Homologs of MEN1 sequences in other species

The murine Men1 gene was mapped and cloned in the pericentromeric region of murine chromosome 19 which is syntenic to human 11q13 [37]. The genomic organization of Men1 is similar to that of the human gene including 10 exons and a noncoding region covering ♠ 6,7 Kb of genomic DNA. Suggestive of what might happen in humans, two major transcripts of 2,8 and 3,2 Kb were detected in most embryonic and adult tissues, resulting from alternative splicing of intron 1 (Bassett et al., 1999). The predicted protein is 611 amino acids in length and characterized by 97% homology with the human sequence. Two independant teams subsequently cloned the murine and rat Men1 and showed similar data on structure and expression (Bassett et al., 1999; Karges et al., 1999). The expression of Men1 is detected as earlier as gestationnal day 7 in the whole embryo, and a strong expression limited to thymus, liver, nervous system and gonads at day 17. Hence, the expression of Men1 was not confined to organs affected in MEN1. In testis, Men1 expression was found to be higher in Sertoli cells than in germ cells (Stewart et al., 1998). These data assess independant observations suggesting that menin-JunD related pathways within the AP1 complex might directly control the transition of granulosa cells to terminally differentiated, non-dividing luteal cells in ovarian gland (Sharma et al., 2000). Lastly, the zebrafish and drosophila homologs of MEN1 have been recently identified and show respectively ♠ 75% and ♠ 47% homologies with the human sequence (Khodaei et al., 1999; Maruyama et al., 2000). Among the amino acid residue substitutions reported as disease-associated missense mutations, most of them (70%) were completely conserved either in zebrafish and drosophila menin, indicating an evolutionnary conserved protein with a fundamental role in biological processes.

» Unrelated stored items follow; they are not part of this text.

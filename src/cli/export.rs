use std::path::{Path, PathBuf};

use csv::Writer;
use log::info;

use crate::cli::{open_dataset, FilterArgs};
use crate::dataset::Dataset;
use crate::error::Result;
use crate::filter::filter_records;
use crate::models::{ClaimRecord, Column};
use crate::settings::shellexpand_path;

fn default_path(dataset: &Dataset) -> PathBuf {
    let date = chrono::Local::now().format("%Y-%m-%d").to_string();
    dataset
        .source
        .parent()
        .unwrap_or(Path::new("."))
        .join("exports")
        .join(format!("claims-{date}.csv"))
}

/// Write rows with the full column set (derived columns included) followed
/// by any extra source columns.
pub(crate) fn write_rows(path: &Path, dataset: &Dataset, rows: &[&ClaimRecord]) -> Result<()> {
    if let Some(parent) = path.parent().filter(|p| !p.as_os_str().is_empty()) {
        std::fs::create_dir_all(parent)?;
    }
    let mut wtr = Writer::from_path(path)?;

    let mut header: Vec<&str> = Column::ALL.iter().map(|c| c.header()).collect();
    header.extend(dataset.extra_columns.iter().map(String::as_str));
    wtr.write_record(&header)?;

    for r in rows {
        let mut record: Vec<String> = Column::ALL.iter().map(|c| c.value(r)).collect();
        record.extend(r.extras.iter().cloned());
        wtr.write_record(&record)?;
    }
    wtr.flush()?;
    Ok(())
}

pub fn run(data: Option<&str>, filter: &FilterArgs, output: Option<String>) -> Result<()> {
    let dataset = open_dataset(data)?;
    let state = filter.to_state(&dataset)?;
    let rows = filter_records(&dataset, &state);

    let path = output
        .map(|o| PathBuf::from(shellexpand_path(&o)))
        .unwrap_or_else(|| default_path(&dataset));
    write_rows(&path, &dataset, &rows)?;
    info!("exported {} rows to {}", rows.len(), path.display());
    println!("Wrote {} rows to {}", rows.len(), path.display());
    Ok(())
}

#[cfg(test)]
mod tests {
    use super::*;
    use crate::dataset::test_support::sample_dataset;
    use crate::filter::FilterState;

    #[test]
    fn test_write_rows() {
        let dir = tempfile::tempdir().unwrap();
        let path = dir.path().join("out").join("claims.csv");
        let ds = sample_dataset();
        let state = FilterState::from_inputs(Some("2018-05-01"), None, None).unwrap();
        let rows = filter_records(&ds, &state);
        write_rows(&path, &ds, &rows).unwrap();

        let content = std::fs::read_to_string(&path).unwrap();
        let lines: Vec<&str> = content.lines().collect();
        assert_eq!(
            lines[0],
            "MONTH,YEAR,MONTH_N,PAID_AMOUNT,SERVICE_CATEGORY,PAYER,CLAIM_SPECIALTY"
        );
        assert_eq!(lines.len(), 3);
        assert!(lines[1].starts_with("201805,2018,5,120,"));
    }

    #[test]
    fn test_default_path_sits_next_to_dataset() {
        let ds = Dataset::new(PathBuf::from("/data/claims.csv"), vec![], vec![]);
        let path = default_path(&ds);
        assert!(path.starts_with("/data/exports"));
        assert!(path.to_string_lossy().ends_with(".csv"));
    }
}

Animal model of MEN1 and pathogenic effect of MEN1 gene inactivation

According to the Knudson model, MEN1 appears to be a growth suppressor gene with tumors in MEN1 affected patients showing somatic loss of the wild-type allele, so-called loss of heterozygosity (LOH) at 11q13 (Bystrom et al., 1990; Knudson, 1971). Functionnally, all truncating mutations affect one or both NLS in the C-terminal domain of menin. Conversely, missense mutations have never been observed inside the menin NLSs sequences, suggesting that the functionnal role of these sequences might be critical for cell survival and mainly at the embryonic level. Recently, the first mouse model of MEN1 was produced through homologous recombination of the mouse Men1 gene (Crabtree et al., 2001). A major mice strain lacking exons 3-8 of the Men1 gene was produced and heterozygous Men1+/- were bred to generate Men1-/- homozygotes. Homozygous inactivation of the Men1 gene was lethal at around days 10-14 of embryogenesis with developmental delay, defects in cranial and facial developments. Interestingly, Men1+/- heterozygotes develop hyperplastic pancreatic islets and first small tumors after 9 months of age and significantly larger tumors with capsular invasion after 16 months of age. Other tumors observed in heterozygous Men1+/- mices were parathyroid hyperplasia/adenoma, pituitary adenoma and adrenal cortical carcinomas in 24, 26 and 20% of cases analyzed throughout the course of the time study. Most of the tumors observed in this animal model showed loss of heterozygosity on the wild-type allele (Crabtree et al., 2001).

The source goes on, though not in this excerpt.